Les autres parties (« La réunification et son coût : mythes et réalités », « Le cas Schröder : anatomie d’une mystification », « Les vraies raisons du rebond de l’Allemagne d’Angela Merkel ») s’intéressent aux politiques menées depuis la réunification, et à leur bilan.
S’il est admiratif de la manière dont Helmut Kohl a mené la réunification, Guillaume Duval est très critique sur la profonde remise en cause de l’État social, menée au début des années 2000 par le chancelier social-démocrate Gerhard Schröder : cette politique a fragilisé le modèle allemand : le développement spectaculaire de la pauvreté et des inégalités menace son avenir. Le marché du travail peut paraître plus florissant outre-Rhin, il comporte aussi des grandes parts d’ombre, bien décrites par l’auteur : pas de SMIC beaucoup de petits boulots …. Ses points forts sont, encore une fois, à mettre au crédit de la société allemande, plus qu’à celui des politiques conjoncturelles de Gerhard Schröder.
Si Angela Merkel a un peu minimisé cette déconstruction sociale, elle est restée sur la même ligne idéologique et elle a bénéficié du boom des pays émergents qui a permis à l’industrie allemande de profiter pleinement de ses atouts traditionnels.
Il n’en reste pas moins que les politiques menées depuis plus de 15 ans contribuent à appauvrir durablement l’Allemagne et à mettre en danger le pays et l’Europe, tout en donnant l’illusion d’être le « bon élève » qui réussit.

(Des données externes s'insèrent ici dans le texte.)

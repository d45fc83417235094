// SPDX-License-Identifier: PMPL-1.0-or-later
// Copyright (c) 2026 Jonathan D.A. Jewell (hyperpolymath) <jonathan.jewell@open.ac.uk>
//
// Central service layer: initialises the backend subsystems and provides
// async-friendly methods for the command line to call.
//
// Populator runs go through `PopulateTask`, so a front end can cancel them
// and receive their events; the CLI simply waits and logs the events.

use std::path::{Path, PathBuf};
use std::sync::{Arc, Mutex};

use folio_bridge::{DocumentTreeProvider, PlatformBridge};
use folio_browser::event::EventReceiver;
use folio_browser::report::ReportEntry;
use folio_browser::{
    AllFilesPopulator, FolderPopulator, PopulateEvent, PopulateOptions, PopulateOutcome,
    PopulateTask, SavedFolder, SdCardCache, SharedList, SqliteReporter, TreePopulator, event,
};
use folio_core::error::{FolioError, Result};
use folio_core::types::FileNode;
use folio_core::uri::TreeUri;
use folio_core::{BrowserConfig, SortOrder};
use tracing::{debug, info, warn};

use super::data_dir;

/// Rows of a finished run.
#[derive(Debug, Clone)]
pub struct Listing {
    pub outcome: PopulateOutcome,
    pub nodes: Vec<FileNode>,
}

/// Result of a document-tree run.
#[derive(Debug, Clone)]
pub struct TreeListing {
    pub listing: Listing,
    pub roots: Vec<FileNode>,
    pub saved: SavedFolder,
}

/// Shared application services.
///
/// All fields are cheaply cloneable (Arc-wrapped) so that the struct can be
/// passed into async blocks without lifetime issues.
#[derive(Clone)]
pub struct AppServices {
    bridge: Arc<dyn PlatformBridge>,
    reporter: Arc<SqliteReporter>,
    sd_cache: SdCardCache,
    data_dir: PathBuf,
    config: Arc<Mutex<BrowserConfig>>,
}

impl AppServices {
    /// Initialise all services.  Call once at startup.
    pub fn init() -> Result<Self> {
        let dir = data_dir::data_dir();
        let bridge = folio_bridge::platform_bridge(&dir.join(GRANTS_FILE))?;
        Self::open(dir, bridge)
    }

    /// Open the services in `dir` with an explicit bridge.
    pub fn open(dir: PathBuf, bridge: Arc<dyn PlatformBridge>) -> Result<Self> {
        info!(path = %dir.display(), platform = bridge.platform_name(), "initialising app services");
        std::fs::create_dir_all(&dir)?;
        let reporter = SqliteReporter::open(dir.join(REPORTS_FILE))?;

        // Load persisted config or use defaults
        let config = load_config(&dir).unwrap_or_default();

        Ok(Self {
            bridge,
            reporter: Arc::new(reporter),
            sd_cache: SdCardCache::with_capacity(config.sd_cache_capacity),
            data_dir: dir,
            config: Arc::new(Mutex::new(config)),
        })
    }

    fn options(&self, sink: Arc<SharedList>, sort: Option<SortOrder>) -> PopulateOptions {
        let config = self.config();
        let sort = sort.unwrap_or(config.sort_order);
        PopulateOptions::from_config(&config, sink)
            .with_comparator(Arc::new(sort))
            .with_reporter(self.reporter.clone())
    }

    // -- Browsing ------------------------------------------------------------

    /// List one local directory.
    pub async fn browse(
        &self,
        dir: PathBuf,
        recursive: bool,
        sort: Option<SortOrder>,
        list_folders: bool,
    ) -> Listing {
        let list = Arc::new(SharedList::new());
        let mut options = self.options(list.clone(), sort).recursive(recursive);
        options.filter.list_folders = list_folders;

        let populator = FolderPopulator::new(Some(dir))
            .with_bridge(self.bridge.clone())
            .with_sd_cache(self.sd_cache.clone());
        run(populator, options, list).await.0
    }

    /// Flat list of every document under `root`, or under all storage.
    pub async fn all_files(&self, root: Option<PathBuf>, sort: Option<SortOrder>) -> Listing {
        let list = Arc::new(SharedList::new());
        let options = self.options(list.clone(), sort);
        let populator = AllFilesPopulator::new(root)
            .with_bridge(self.bridge.clone())
            .update_progress(self.config().update_progress);
        run(populator, options, list).await.0
    }

    /// List granted document trees, resuming at a saved folder when given.
    pub async fn trees(
        &self,
        recursive: bool,
        folder: Option<String>,
        leaf: Option<String>,
    ) -> TreeListing {
        let list = Arc::new(SharedList::new());
        let options = self
            .options(list.clone(), Some(SortOrder::ExternalPath))
            .recursive(recursive);
        let populator = TreePopulator::new(self.bridge.clone()).with_saved(folder, leaf);

        let (listing, populator) = run(populator, options, list).await;
        let (roots, saved) = match populator {
            Some(p) => (p.roots().to_vec(), p.saved().clone()),
            None => (Vec::new(), SavedFolder::default()),
        };
        TreeListing {
            listing,
            roots,
            saved,
        }
    }

    // -- Tree grants ---------------------------------------------------------

    pub fn grant(&self, dir: &Path) -> Result<TreeUri> {
        self.bridge.grant_tree(dir)
    }

    /// Release the grant whose tree id is `tree_id`.
    pub fn revoke(&self, tree_id: &str) -> Result<()> {
        let tree = self
            .bridge
            .persisted_trees()?
            .into_iter()
            .find(|t| t.tree_id() == tree_id)
            .ok_or_else(|| FolioError::GrantNotFound(tree_id.to_owned()))?;
        self.bridge.release_tree(&tree)
    }

    pub fn granted_trees(&self) -> Result<Vec<TreeUri>> {
        self.bridge.persisted_trees()
    }

    // -- Entry reports -------------------------------------------------------

    pub fn recent_reports(&self, limit: u32) -> Result<Vec<ReportEntry>> {
        self.reporter.recent(limit)
    }

    pub fn report_count(&self) -> Result<u64> {
        self.reporter.count()
    }

    // -- Config Persistence --------------------------------------------------

    /// Get a clone of the current config.
    pub fn config(&self) -> BrowserConfig {
        self.config.lock().expect("config lock poisoned").clone()
    }

    /// Update and persist the config.
    pub fn save_config(&self, config: &BrowserConfig) -> Result<()> {
        *self.config.lock().expect("config lock poisoned") = config.clone();
        persist_config(&self.data_dir, config)
    }

    /// Path to the data directory.
    pub fn data_dir(&self) -> &Path {
        &self.data_dir
    }
}

/// Run `populator` in the background, logging its events, and collect the
/// final snapshot.
async fn run<P>(populator: P, options: PopulateOptions, list: Arc<SharedList>) -> (Listing, Option<P>)
where
    P: folio_browser::Populator + 'static,
{
    let (tx, rx) = event::channel();
    let logger = tokio::spawn(log_events(rx));
    let handle = PopulateTask::spawn(populator, options.with_events(tx));

    let (populator, outcome) = match handle.finish().await {
        Some((populator, outcome)) => (Some(populator), outcome),
        None => (None, PopulateOutcome::Cancelled),
    };
    if let Err(e) = logger.await {
        warn!(error = %e, "event logger stopped");
    }
    let listing = Listing {
        outcome,
        nodes: list.snapshot(),
    };
    (listing, populator)
}

async fn log_events(mut rx: EventReceiver) {
    while let Some(event) = rx.recv().await {
        match event {
            PopulateEvent::Started { run_id } => debug!(%run_id, "run started"),
            PopulateEvent::Progress { folder, entries } => {
                debug!(?folder, entries, "snapshot published");
            }
            PopulateEvent::RootsLoaded(roots) => debug!(roots = roots.len(), "roots loaded"),
            PopulateEvent::SavedFolderBuilt { root, folder, leaf } => info!(
                root = root.is_some(),
                folder = folder.is_some(),
                leaf = leaf.is_some(),
                "saved folder resolved"
            ),
            PopulateEvent::CurrentRootRemoved => warn!("current root was removed"),
            PopulateEvent::Finished { run_id, outcome } => {
                info!(%run_id, ?outcome, "run finished");
            }
        }
    }
}

// -- Data files --------------------------------------------------------------

const CONFIG_FILE: &str = "config.json";
const GRANTS_FILE: &str = "grants.json";
const REPORTS_FILE: &str = "reports.db";

fn load_config(data_dir: &Path) -> Option<BrowserConfig> {
    let path = data_dir.join(CONFIG_FILE);
    let data = std::fs::read_to_string(&path).ok()?;
    match serde_json::from_str(&data) {
        Ok(config) => Some(config),
        Err(e) => {
            warn!(path = %path.display(), error = %e, "ignoring unreadable config");
            None
        }
    }
}

fn persist_config(data_dir: &Path, config: &BrowserConfig) -> Result<()> {
    let path = data_dir.join(CONFIG_FILE);
    let json = serde_json::to_string_pretty(config)?;
    std::fs::write(&path, json)?;
    Ok(())
}

#[cfg(test)]
mod tests {
    use std::fs;

    use folio_bridge::StorageLayout;
    use folio_bridge::desktop::DesktopBridge;
    use tempfile::TempDir;

    use super::*;

    struct Fixture {
        _dir: TempDir,
        primary: PathBuf,
        services: AppServices,
    }

    fn fixture() -> Fixture {
        let dir = TempDir::new().unwrap();
        let base = fs::canonicalize(dir.path()).unwrap();
        let primary = base.join("storage/emulated/0");
        fs::create_dir_all(primary.join("Docs/sub")).unwrap();
        fs::write(primary.join("Docs/a.pdf"), b"%PDF").unwrap();
        fs::write(primary.join("Docs/sub/b.pdf"), b"%PDF").unwrap();

        let data = base.join("data");
        let layout = StorageLayout {
            storage_root: base.join("storage"),
            primary_storage: primary.clone(),
            external_files_dirs: Vec::new(),
            legacy_mounts: false,
        };
        let bridge = Arc::new(DesktopBridge::open(&data.join(GRANTS_FILE), layout).unwrap());
        let services = AppServices::open(data, bridge).unwrap();
        Fixture {
            _dir: dir,
            primary,
            services,
        }
    }

    fn names(nodes: &[FileNode]) -> Vec<(&str, bool)> {
        nodes.iter().map(|n| (n.name.as_str(), n.hidden)).collect()
    }

    #[tokio::test]
    async fn browse_lists_and_searches() {
        let fx = fixture();
        let docs = fx.primary.join("Docs");

        let flat = fx.services.browse(docs.clone(), false, None, true).await;
        assert_eq!(flat.outcome, PopulateOutcome::Completed { entries: 2 });
        assert_eq!(names(&flat.nodes), [("a.pdf", false), ("sub", false)]);

        let deep = fx.services.browse(docs, true, None, false).await;
        assert_eq!(names(&deep.nodes), [("a.pdf", false), ("b.pdf", true)]);
    }

    #[tokio::test]
    async fn all_files_flattens() {
        let fx = fixture();
        let listing = fx.services.all_files(Some(fx.primary.clone()), None).await;
        assert_eq!(names(&listing.nodes), [("a.pdf", false), ("b.pdf", false)]);
    }

    #[tokio::test]
    async fn grant_then_browse_tree_then_revoke() {
        let fx = fixture();
        let tree = fx.services.grant(&fx.primary.join("Docs")).unwrap();

        let listing = fx
            .services
            .trees(false, Some(tree.to_string()), None)
            .await;
        assert_eq!(listing.roots.len(), 1);
        assert_eq!(listing.saved.folder.as_ref().unwrap().name, "Docs");
        assert_eq!(names(&listing.listing.nodes), [("sub", false), ("a.pdf", false)]);

        fx.services.revoke(tree.tree_id()).unwrap();
        assert!(fx.services.granted_trees().unwrap().is_empty());
        assert!(matches!(
            fx.services.revoke(tree.tree_id()),
            Err(FolioError::GrantNotFound(_))
        ));
    }

    #[tokio::test]
    async fn unreadable_entries_are_recorded() {
        let fx = fixture();
        let missing = fx.primary.join("Docs/missing");
        #[cfg(unix)]
        std::os::unix::fs::symlink(&missing, fx.primary.join("Docs/broken.pdf")).unwrap();

        fx.services
            .browse(fx.primary.join("Docs"), false, None, true)
            .await;

        #[cfg(unix)]
        {
            assert_eq!(fx.services.report_count().unwrap(), 1);
            let entry = &fx.services.recent_reports(10).unwrap()[0];
            assert_eq!(entry.context, "folder");
        }
    }

    #[test]
    fn config_survives_reopen() {
        let fx = fixture();
        let mut config = fx.services.config();
        config.recursive_search = true;
        config.sort_order = SortOrder::ModifiedDate;
        fx.services.save_config(&config).unwrap();

        let reloaded = load_config(fx.services.data_dir()).unwrap();
        assert!(reloaded.recursive_search);
        assert_eq!(reloaded.sort_order, SortOrder::ModifiedDate);
    }

    #[test]
    fn sd_cache_is_sized_from_config() {
        let fx = fixture();
        let mut config = fx.services.config();
        config.sd_cache_capacity = 3;
        fx.services.save_config(&config).unwrap();

        let reopened =
            AppServices::open(fx.services.data_dir().to_path_buf(), fx.services.bridge.clone())
                .unwrap();
        assert_eq!(reopened.sd_cache.capacity(), 3);
    }
}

La rigueur salariale a créé un déséquilibre entre la demande extérieure de produits allemands et la demande intérieure, et un déséquilibre entre épargne et investissement. Ce déséquilibre a conduit les institutions financières allemandes à prêter massivement aux voisins européens l’argent nécessaire à l’importation de biens allemands, pour ensuite faire figure de fourmis vertueuses et redresseuses de tort lorsque ces mêmes pays se sont retrouvés endettés à un niveau déraisonnable.
« L’extrapolation au futur des succès passés est une des constantes de la psychologie humaine (et des erreurs qu’elle pousse à commettre), mais Angela Merkel et ses compatriotes auraient tort de s’imaginer qu’ils seraient assurés d’un avenir radieux s’ils devaient perdre la protection que l’Union Européenne et l’euro sont susceptibles d’apporter à leurs citoyens…Les allemands gagneraient à méditer davantage sur les déboires des japonais qui paraissaient eux aussi promis à un bel avenir à la fin des années 1980 »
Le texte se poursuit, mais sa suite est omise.